Sunday, August 22, 2010

Fix the ACA

Perplexed by the lingering voter skepticism over the Affordable Care Act (ACA), the White House apparently commissioned a series of "focus group" surveys on the health reform. While this is probably only one of many voter sentiment studies being undertaken by our hyper-wired political class, this time seems different because it was placed in the public domain by Politico and, to the delight of a conservative/libertarian opposition, it purports to show an Administration in mid-term disarray.

The Disease Management Care Blog has a slightly different spin. When it reads the survey summary, it sees an underlying fundamental assumption by the authors and their audience that the key constituencies from the 2008 Obama landslide haven't been adequately educated about the merits of ACA. What's needed, therefore, is a messaging/outreach/marketing/awareness-building campaign for Medicare beneficiaries, moms, Latinos and persons under age 40 years that....

1. credibly showcases the parts of the ACA with greatest appeal (more healthcare providers, tax credits as well as fixes of pre-existing conditions and lifetime caps)....

2. subtly leverages populism (tax the rich)....

3. appeals to a patriotic sense of shared responsibility (i.e., the mandate)

4. uses real world anecdotes and "transition or bridge language"....

5. in a calm and rational tone, recognizes that no law, including the ACA, is perfect.


The DMCB has seen that hollow canard fall flat on its face countless times among its professional colleagues who, when confronted by the so-called solutions concocted by an all-knowing administrator-policymaker-political elite (such as RVUs, capitation, pay for performance, electronic records and the sustainable growth rate, to name a few) didn't suffer from a knowledge deficit.
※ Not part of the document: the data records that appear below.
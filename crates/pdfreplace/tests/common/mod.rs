//! Shared PDF builders for integration tests.

#![allow(dead_code)]

use std::path::PathBuf;

use lopdf::content::{Content, Operation};
use lopdf::{Document, Object, Stream, dictionary};
use pdfreplace::Pdf;

/// A run of text on a page, set with `Td` at (`x`, `y`) in PDF user space.
#[derive(Debug, Clone)]
pub struct TextLine {
    pub text: String,
    /// Resource name of the font (`F1`, `F2`, ...).
    pub font: &'static str,
    pub size: f64,
    pub x: f64,
    pub y: f64,
    pub rgb: Option<[f32; 3]>,
    /// Extra spacing between characters (`Tc`).
    pub char_spacing: f64,
}

impl TextLine {
    pub fn new(text: &str, font: &'static str, size: f64, x: f64, y: f64) -> Self {
        Self {
            text: text.to_string(),
            font,
            size,
            x,
            y,
            rgb: None,
            char_spacing: 0.0,
        }
    }

    pub fn colored(mut self, rgb: [f32; 3]) -> Self {
        self.rgb = Some(rgb);
        self
    }

    pub fn spaced(mut self, char_spacing: f64) -> Self {
        self.char_spacing = char_spacing;
        self
    }
}

/// Builds US Letter documents whose fonts are non-embedded simple fonts
/// with WinAnsi encoding.
#[derive(Debug, Default)]
pub struct PdfBuilder {
    fonts: Vec<(&'static str, String)>,
    pages: Vec<Vec<TextLine>>,
}

impl PdfBuilder {
    pub fn new() -> Self {
        Self::default()
    }

    /// Register `base_font` under the resource name `name`.
    pub fn font(mut self, name: &'static str, base_font: &str) -> Self {
        self.fonts.push((name, base_font.to_string()));
        self
    }

    pub fn page(mut self, lines: Vec<TextLine>) -> Self {
        self.pages.push(lines);
        self
    }

    pub fn build(&self) -> Vec<u8> {
        let mut doc = Document::with_version("1.5");
        let pages_id = doc.new_object_id();

        let mut font_dict = lopdf::Dictionary::new();
        for (name, base_font) in &self.fonts {
            let mut font = dictionary! {
                "Type" => "Font",
                "Subtype" => "Type1",
                "BaseFont" => base_font.as_str(),
                "Encoding" => "WinAnsiEncoding",
            };
            if !is_base14(base_font) {
                // Fixed 600-unit advances for printable ASCII.
                let widths: Vec<Object> = (32..=126).map(|_| 600.into()).collect();
                font.set("Subtype", "TrueType");
                font.set("FirstChar", 32);
                font.set("LastChar", 126);
                font.set("Widths", widths);
            }
            let id = doc.add_object(font);
            font_dict.set(*name, id);
        }
        let resources_id = doc.add_object(dictionary! { "Font" => font_dict });

        let mut kids: Vec<Object> = Vec::new();
        for lines in &self.pages {
            let mut ops = Vec::new();
            for line in lines {
                ops.push(Operation::new("BT", vec![]));
                if let Some([r, g, b]) = line.rgb {
                    ops.push(Operation::new("rg", vec![r.into(), g.into(), b.into()]));
                }
                ops.push(Operation::new(
                    "Tf",
                    vec![line.font.into(), (line.size as f32).into()],
                ));
                if line.char_spacing != 0.0 {
                    ops.push(Operation::new("Tc", vec![(line.char_spacing as f32).into()]));
                }
                ops.push(Operation::new(
                    "Td",
                    vec![(line.x as f32).into(), (line.y as f32).into()],
                ));
                ops.push(Operation::new(
                    "Tj",
                    vec![Object::string_literal(line.text.as_str())],
                ));
                ops.push(Operation::new("ET", vec![]));
            }
            let content = Content { operations: ops }.encode().unwrap();
            let content_id = doc.add_object(Stream::new(dictionary! {}, content));
            let page_id = doc.add_object(dictionary! {
                "Type" => "Page",
                "Parent" => pages_id,
                "Contents" => content_id,
                "Resources" => resources_id,
                "MediaBox" => vec![0.into(), 0.into(), 612.into(), 792.into()],
            });
            kids.push(page_id.into());
        }

        let count = kids.len() as i64;
        doc.objects.insert(
            pages_id,
            Object::Dictionary(dictionary! {
                "Type" => "Pages",
                "Kids" => kids,
                "Count" => count,
            }),
        );
        let catalog_id = doc.add_object(dictionary! {
            "Type" => "Catalog",
            "Pages" => pages_id,
        });
        doc.trailer.set("Root", catalog_id);

        let mut out = Vec::new();
        doc.save_to(&mut out).unwrap();
        out
    }
}

fn is_base14(name: &str) -> bool {
    name.starts_with("Helvetica")
        || name.starts_with("Times")
        || name.starts_with("Courier")
        || name == "Symbol"
        || name == "ZapfDingbats"
}

/// One Helvetica 12pt line per page.
pub fn simple_pdf(pages: &[&str]) -> Vec<u8> {
    let mut builder = PdfBuilder::new().font("F1", "Helvetica");
    for text in pages {
        builder = builder.page(vec![TextLine::new(text, "F1", 12.0, 72.0, 720.0)]);
    }
    builder.build()
}

/// Extracted text of every page.
pub fn page_texts(bytes: &[u8]) -> Vec<String> {
    let pdf = Pdf::open(bytes).unwrap();
    pdf.pages_iter()
        .map(|page| page.unwrap().extract_text())
        .collect()
}

/// A TrueType font installed on the host, if any.
pub fn host_ttf() -> Option<PathBuf> {
    [
        "/usr/share/fonts/truetype/dejavu/DejaVuSans.ttf",
        "/usr/share/fonts/dejavu/DejaVuSans.ttf",
        "/usr/share/fonts/TTF/DejaVuSans.ttf",
        "/usr/share/fonts/truetype/liberation/LiberationSans-Regular.ttf",
        "/usr/share/fonts/liberation-sans/LiberationSans-Regular.ttf",
        "/Library/Fonts/Arial.ttf",
        "C:\\Windows\\Fonts\\arial.ttf",
    ]
    .iter()
    .map(PathBuf::from)
    .find(|p| p.is_file())
}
They were perfectly aware of the details. The "problem" was that they didn't believe in them.

And what do you know: this phenomenon is not limited to doctors.

Such are the optics of any expert elite who are unable to discern the thin line between being educated and being convinced. While the sheer complexity of health reform makes it hard to grasp, much of the opposition to the ACA is not the result of ignorant assumptions but fiscal, philosophical, economic and political rationales. Therefore, a marketing campaign is unequal to the voter discontent, the coming challenge of slimmer (or absent) Congressional majorities, fighting a constant rear-guard action over additional enabling legislation/regulatory language and "repeal the law" grandstanding. To even consider this kind of political gimmickry calls to mind a passage from the Fat Lady's favorite bedside reading:

"You will be ever hearing but never understanding; you will be ever seeing but never perceiving. For this people's heart has become calloused; they hardly hear with their ears, and they have closed their eyes."

The DMCB is not political consultant that runs focus groups, but it has some advice for the Administration. Open your eyes, your ears and your brains by looking inward and asking:

1. have you faced up to those parts of the ACA with greatest problems (the complexity, expansion of government, inability to control underlying cost inflation and deficit spending,)....

2. should you tack toward the political middle (a good start would be some aggressive cost cutting....)

3. if its time to accommodate your opponents

4. reduce the overlawyered and hyperanalytical approach to problem solving and

5. recognize that the ACA is far from perfect, that there is a commitment to fixing it and that no option is off the table.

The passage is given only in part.